* [EXERCISE AIM]:
A precise repetition of every line below is the required answer.

Collected data
● ● ● ● ● ● ●

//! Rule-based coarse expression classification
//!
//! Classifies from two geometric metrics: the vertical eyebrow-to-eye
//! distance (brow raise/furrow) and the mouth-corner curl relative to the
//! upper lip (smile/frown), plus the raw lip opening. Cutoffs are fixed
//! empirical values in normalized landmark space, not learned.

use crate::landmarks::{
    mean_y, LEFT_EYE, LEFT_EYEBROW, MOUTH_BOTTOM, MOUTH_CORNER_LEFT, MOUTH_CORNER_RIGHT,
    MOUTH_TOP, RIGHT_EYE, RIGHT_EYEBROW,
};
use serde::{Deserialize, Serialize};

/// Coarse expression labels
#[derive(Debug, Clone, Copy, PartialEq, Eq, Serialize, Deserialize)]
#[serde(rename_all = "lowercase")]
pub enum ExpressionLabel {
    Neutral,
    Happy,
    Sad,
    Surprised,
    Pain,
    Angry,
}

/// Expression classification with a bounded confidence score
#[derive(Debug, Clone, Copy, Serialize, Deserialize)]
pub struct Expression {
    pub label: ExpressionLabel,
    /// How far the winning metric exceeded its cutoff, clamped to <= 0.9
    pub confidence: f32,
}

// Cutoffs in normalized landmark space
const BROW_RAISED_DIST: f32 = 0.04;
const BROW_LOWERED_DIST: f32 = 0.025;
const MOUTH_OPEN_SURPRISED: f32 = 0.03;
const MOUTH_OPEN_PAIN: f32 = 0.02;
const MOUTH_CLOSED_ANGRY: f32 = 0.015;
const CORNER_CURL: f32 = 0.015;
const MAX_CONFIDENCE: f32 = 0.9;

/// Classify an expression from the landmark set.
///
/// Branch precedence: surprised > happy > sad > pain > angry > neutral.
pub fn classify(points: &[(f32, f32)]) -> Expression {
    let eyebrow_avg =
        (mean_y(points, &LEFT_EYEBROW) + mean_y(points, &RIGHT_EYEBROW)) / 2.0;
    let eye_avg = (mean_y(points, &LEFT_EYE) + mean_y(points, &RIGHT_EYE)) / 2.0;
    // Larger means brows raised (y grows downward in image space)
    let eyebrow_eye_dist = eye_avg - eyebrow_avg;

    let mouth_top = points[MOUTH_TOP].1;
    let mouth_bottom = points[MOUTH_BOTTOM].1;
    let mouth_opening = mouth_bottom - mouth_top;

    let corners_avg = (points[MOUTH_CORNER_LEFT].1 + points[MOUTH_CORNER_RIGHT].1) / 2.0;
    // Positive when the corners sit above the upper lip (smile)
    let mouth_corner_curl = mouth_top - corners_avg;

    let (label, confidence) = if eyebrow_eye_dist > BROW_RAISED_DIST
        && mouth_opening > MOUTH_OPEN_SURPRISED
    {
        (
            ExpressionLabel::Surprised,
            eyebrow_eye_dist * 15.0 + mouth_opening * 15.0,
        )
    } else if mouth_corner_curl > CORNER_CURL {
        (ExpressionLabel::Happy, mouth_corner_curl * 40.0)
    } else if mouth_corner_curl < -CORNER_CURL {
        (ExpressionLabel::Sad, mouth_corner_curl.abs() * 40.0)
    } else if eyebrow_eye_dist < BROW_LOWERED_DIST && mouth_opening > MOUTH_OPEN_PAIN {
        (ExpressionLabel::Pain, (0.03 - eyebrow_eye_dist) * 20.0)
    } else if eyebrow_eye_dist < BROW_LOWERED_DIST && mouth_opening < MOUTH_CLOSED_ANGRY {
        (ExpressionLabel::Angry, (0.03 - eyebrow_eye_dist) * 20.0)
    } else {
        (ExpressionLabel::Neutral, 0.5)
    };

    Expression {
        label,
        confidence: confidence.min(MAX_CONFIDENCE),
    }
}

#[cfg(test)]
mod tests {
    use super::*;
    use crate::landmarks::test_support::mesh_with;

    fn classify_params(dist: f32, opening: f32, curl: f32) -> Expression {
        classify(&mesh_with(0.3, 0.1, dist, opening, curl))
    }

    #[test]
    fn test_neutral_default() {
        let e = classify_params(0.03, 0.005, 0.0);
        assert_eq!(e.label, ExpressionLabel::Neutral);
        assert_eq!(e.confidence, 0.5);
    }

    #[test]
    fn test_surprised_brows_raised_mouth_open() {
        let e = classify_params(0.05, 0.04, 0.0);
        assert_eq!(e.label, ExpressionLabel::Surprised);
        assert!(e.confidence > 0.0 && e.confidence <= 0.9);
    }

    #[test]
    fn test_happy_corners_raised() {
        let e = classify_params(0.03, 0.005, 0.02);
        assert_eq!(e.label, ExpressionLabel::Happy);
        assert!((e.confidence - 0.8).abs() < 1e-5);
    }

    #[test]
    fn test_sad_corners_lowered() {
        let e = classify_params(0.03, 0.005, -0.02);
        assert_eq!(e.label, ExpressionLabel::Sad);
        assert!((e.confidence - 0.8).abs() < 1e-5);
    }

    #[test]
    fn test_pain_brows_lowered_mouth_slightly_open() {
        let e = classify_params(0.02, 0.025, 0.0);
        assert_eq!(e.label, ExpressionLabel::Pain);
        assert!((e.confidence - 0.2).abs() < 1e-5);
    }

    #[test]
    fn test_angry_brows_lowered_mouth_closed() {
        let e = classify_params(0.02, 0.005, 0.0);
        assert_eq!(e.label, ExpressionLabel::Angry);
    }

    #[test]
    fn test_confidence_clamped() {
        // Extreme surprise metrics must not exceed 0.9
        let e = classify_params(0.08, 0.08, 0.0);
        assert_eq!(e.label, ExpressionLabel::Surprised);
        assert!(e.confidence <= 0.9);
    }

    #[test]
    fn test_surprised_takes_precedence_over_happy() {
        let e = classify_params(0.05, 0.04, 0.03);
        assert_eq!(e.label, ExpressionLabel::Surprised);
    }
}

● ● ● ● ● ● ●

* [REPLY TO THE TASK]:
//! Rule-based coarse expression classification
//!
//! Classifies from two geometric metrics: the vertical eyebrow-to-eye
//! distance (brow raise/furrow) and the mouth-corner curl relative to the
//! upper lip (smile/frown), plus the raw lip opening. Cutoffs are fixed
//! empirical values in normalized landmark space, not learned.

use crate::landmarks::{
    mean_y, LEFT_EYE, LEFT_EYEBROW, MOUTH_BOTTOM, MOUTH_CORNER_LEFT, MOUTH_CORNER_RIGHT,
    MOUTH_TOP, RIGHT_EYE, RIGHT_EYEBROW,
};
use serde::{Deserialize, Serialize};

/// Coarse expression labels
#[derive(Debug, Clone, Copy, PartialEq, Eq, Serialize, Deserialize)]
#[serde(rename_all = "lowercase")]
pub enum ExpressionLabel {
    Neutral,
    Happy,
    Sad,
    Surprised,
    Pain,
    Angry,
}

/// Expression classification with a bounded confidence score
#[derive(Debug, Clone, Copy, Serialize, Deserialize)]
pub struct Expression {
    pub label: ExpressionLabel,
    /// How far the winning metric exceeded its cutoff, clamped to <= 0.9
    pub confidence: f32,
}

// Cutoffs in normalized landmark space
const BROW_RAISED_DIST: f32 = 0.04;
const BROW_LOWERED_DIST: f32 = 0.025;
const MOUTH_OPEN_SURPRISED: f32 = 0.03;
const MOUTH_OPEN_PAIN: f32 = 0.02;
const MOUTH_CLOSED_ANGRY: f32 = 0.015;
const CORNER_CURL: f32 = 0.015;
const MAX_CONFIDENCE: f32 = 0.9;

/// Classify an expression from the landmark set.
///
/// Branch precedence: surprised > happy > sad > pain > angry > neutral.
pub fn classify(points: &[(f32, f32)]) -> Expression {
    let eyebrow_avg =
        (mean_y(points, &LEFT_EYEBROW) + mean_y(points, &RIGHT_EYEBROW)) / 2.0;
    let eye_avg = (mean_y(points, &LEFT_EYE) + mean_y(points, &RIGHT_EYE)) / 2.0;
    // Larger means brows raised (y grows downward in image space)
    let eyebrow_eye_dist = eye_avg - eyebrow_avg;

    let mouth_top = points[MOUTH_TOP].1;
    let mouth_bottom = points[MOUTH_BOTTOM].1;
    let mouth_opening = mouth_bottom - mouth_top;

    let corners_avg = (points[MOUTH_CORNER_LEFT].1 + points[MOUTH_CORNER_RIGHT].1) / 2.0;
    // Positive when the corners sit above the upper lip (smile)
    let mouth_corner_curl = mouth_top - corners_avg;

    let (label, confidence) = if eyebrow_eye_dist > BROW_RAISED_DIST
        && mouth_opening > MOUTH_OPEN_SURPRISED
    {
        (
            ExpressionLabel::Surprised,
            eyebrow_eye_dist * 15.0 + mouth_opening * 15.0,
        )
    } else if mouth_corner_curl > CORNER_CURL {
        (ExpressionLabel::Happy, mouth_corner_curl * 40.0)
    } else if mouth_corner_curl < -CORNER_CURL {
        (ExpressionLabel::Sad, mouth_corner_curl.abs() * 40.0)
    } else if eyebrow_eye_dist < BROW_LOWERED_DIST && mouth_opening > MOUTH_OPEN_PAIN {
        (ExpressionLabel::Pain, (0.03 - eyebrow_eye_dist) * 20.0)
    } else if eyebrow_eye_dist < BROW_LOWERED_DIST && mouth_opening < MOUTH_CLOSED_ANGRY {
        (ExpressionLabel::Angry, (0.03 - eyebrow_eye_dist) * 20.0)
    } else {
        (ExpressionLabel::Neutral, 0.5)
    };

    Expression {
        label,
        confidence: confidence.min(MAX_CONFIDENCE),
    }
}

#[cfg(test)]
mod tests {
    use super::*;
    use crate::landmarks::test_support::mesh_with;

    fn classify_params(dist: f32, opening: f32, curl: f32) -> Expression {
        classify(&mesh_with(0.3, 0.1, dist, opening, curl))
    }

    #[test]
    fn test_neutral_default() {
        let e = classify_params(0.03, 0.005, 0.0);
        assert_eq!(e.label, ExpressionLabel::Neutral);
        assert_eq!(e.confidence, 0.5);
    }

    #[test]
    fn test_surprised_brows_raised_mouth_open() {
        let e = classify_params(0.05, 0.04, 0.0);
        assert_eq!(e.label, ExpressionLabel::Surprised);
        assert!(e.confidence > 0.0 && e.confidence <= 0.9);
    }

    #[test]
    fn test_happy_corners_raised() {
        let e = classify_params(0.03, 0.005, 0.02);
        assert_eq!(e.label, ExpressionLabel::Happy);
        assert!((e.confidence - 0.8).abs() < 1e-5);
    }

    #[test]
    fn test_sad_corners_lowered() {
        let e = classify_params(0.03, 0.005, -0.02);
        assert_eq!(e.label, ExpressionLabel::Sad);
        assert!((e.confidence - 0.8).abs() < 1e-5);
    }

    #[test]
    fn test_pain_brows_lowered_mouth_slightly_open() {
        let e = classify_params(0.02, 0.025, 0.0);
        assert_eq!(e.label, ExpressionLabel::Pain);
        assert!((e.confidence - 0.2).abs() < 1e-5);
    }

    #[test]
    fn test_angry_brows_lowered_mouth_closed() {
        let e = classify_params(0.02, 0.005, 0.0);
        assert_eq!(e.label, ExpressionLabel::Angry);
    }

    #[test]
    fn test_confidence_clamped() {
        // Extreme surprise metrics must not exceed 0.9
        let e = classify_params(0.08, 0.08, 0.0);
        assert_eq!(e.label, ExpressionLabel::Surprised);
        assert!(e.confidence <= 0.9);
    }

    #[test]
    fn test_surprised_takes_precedence_over_happy() {
        let e = classify_params(0.05, 0.04, 0.03);
        assert_eq!(e.label, ExpressionLabel::Surprised);
    }
}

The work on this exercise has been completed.